→ Supplied records
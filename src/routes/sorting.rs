use actix_web::{web, HttpResponse, Responder};

use crate::core::report::render_sort_report;
use crate::models::{SortMatchRequest, SortMatchResponse};
use crate::routes::AppState;

/// Configure parcel sorting endpoints
pub fn configure(cfg: &mut web::ServiceConfig) {
    cfg.route("/sort/match", web::post().to(match_items))
        .route("/sort/report", web::post().to(sort_report));
}

/// Pair scanned boxes with scanned invoices
///
/// POST /api/v1/sort/match
///
/// Items with missing recognized fields are fine — an absent field simply
/// cannot satisfy its criterion. Empty collections are a valid no-op.
async fn match_items(
    state: web::Data<AppState>,
    req: web::Json<SortMatchRequest>,
) -> impl Responder {
    let request = req.into_inner();
    let total_items = request.boxes.len() + request.invoices.len();

    tracing::info!(
        "Sorting {} boxes against {} invoices",
        request.boxes.len(),
        request.invoices.len()
    );

    let outcome = state.sorter.pair(request.boxes, request.invoices);

    tracing::debug!(
        "{} pairs, {} boxes left, {} invoices left",
        outcome.pairs.len(),
        outcome.unmatched_boxes.len(),
        outcome.unmatched_invoices.len()
    );

    HttpResponse::Ok().json(SortMatchResponse {
        pairs: outcome.pairs,
        unmatched_boxes: outcome.unmatched_boxes,
        unmatched_invoices: outcome.unmatched_invoices,
        total_items,
    })
}

/// Render a sort session as plain text for manual handoff
///
/// POST /api/v1/sort/report
async fn sort_report(
    state: web::Data<AppState>,
    req: web::Json<SortMatchRequest>,
) -> impl Responder {
    let request = req.into_inner();
    let outcome = state.sorter.pair(request.boxes, request.invoices);
    let report = render_sort_report(&outcome);

    HttpResponse::Ok()
        .content_type("text/plain; charset=utf-8")
        .body(report)
}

→ What this task involves
Nothing should be left out. Reproduce all the entries precisely.

→ Reply
filename src/routes/sorting.rs
use actix_web::{web, HttpResponse, Responder};

use crate::core::report::render_sort_report;
use crate::models::{SortMatchRequest, SortMatchResponse};
use crate::routes::AppState;

/// Configure parcel sorting endpoints
pub fn configure(cfg: &mut web::ServiceConfig) {
    cfg.route("/sort/match", web::post().to(match_items))
        .route("/sort/report", web::post().to(sort_report));
}

/// Pair scanned boxes with scanned invoices
///
/// POST /api/v1/sort/match
///
/// Items with missing recognized fields are fine — an absent field simply
/// cannot satisfy its criterion. Empty collections are a valid no-op.
async fn match_items(
    state: web::Data<AppState>,
    req: web::Json<SortMatchRequest>,
) -> impl Responder {
    let request = req.into_inner();
    let total_items = request.boxes.len() + request.invoices.len();

    tracing::info!(
        "Sorting {} boxes against {} invoices",
        request.boxes.len(),
        request.invoices.len()
    );

    let outcome = state.sorter.pair(request.boxes, request.invoices);

    tracing::debug!(
        "{} pairs, {} boxes left, {} invoices left",
        outcome.pairs.len(),
        outcome.unmatched_boxes.len(),
        outcome.unmatched_invoices.len()
    );

    HttpResponse::Ok().json(SortMatchResponse {
        pairs: outcome.pairs,
        unmatched_boxes: outcome.unmatched_boxes,
        unmatched_invoices: outcome.unmatched_invoices,
        total_items,
    })
}

/// Render a sort session as plain text for manual handoff
///
/// POST /api/v1/sort/report
async fn sort_report(
    state: web::Data<AppState>,
    req: web::Json<SortMatchRequest>,
) -> impl Responder {
    let request = req.into_inner();
    let outcome = state.sorter.pair(request.boxes, request.invoices);
    let report = render_sort_report(&outcome);

    HttpResponse::Ok()
        .content_type("text/plain; charset=utf-8")
        .body(report)
}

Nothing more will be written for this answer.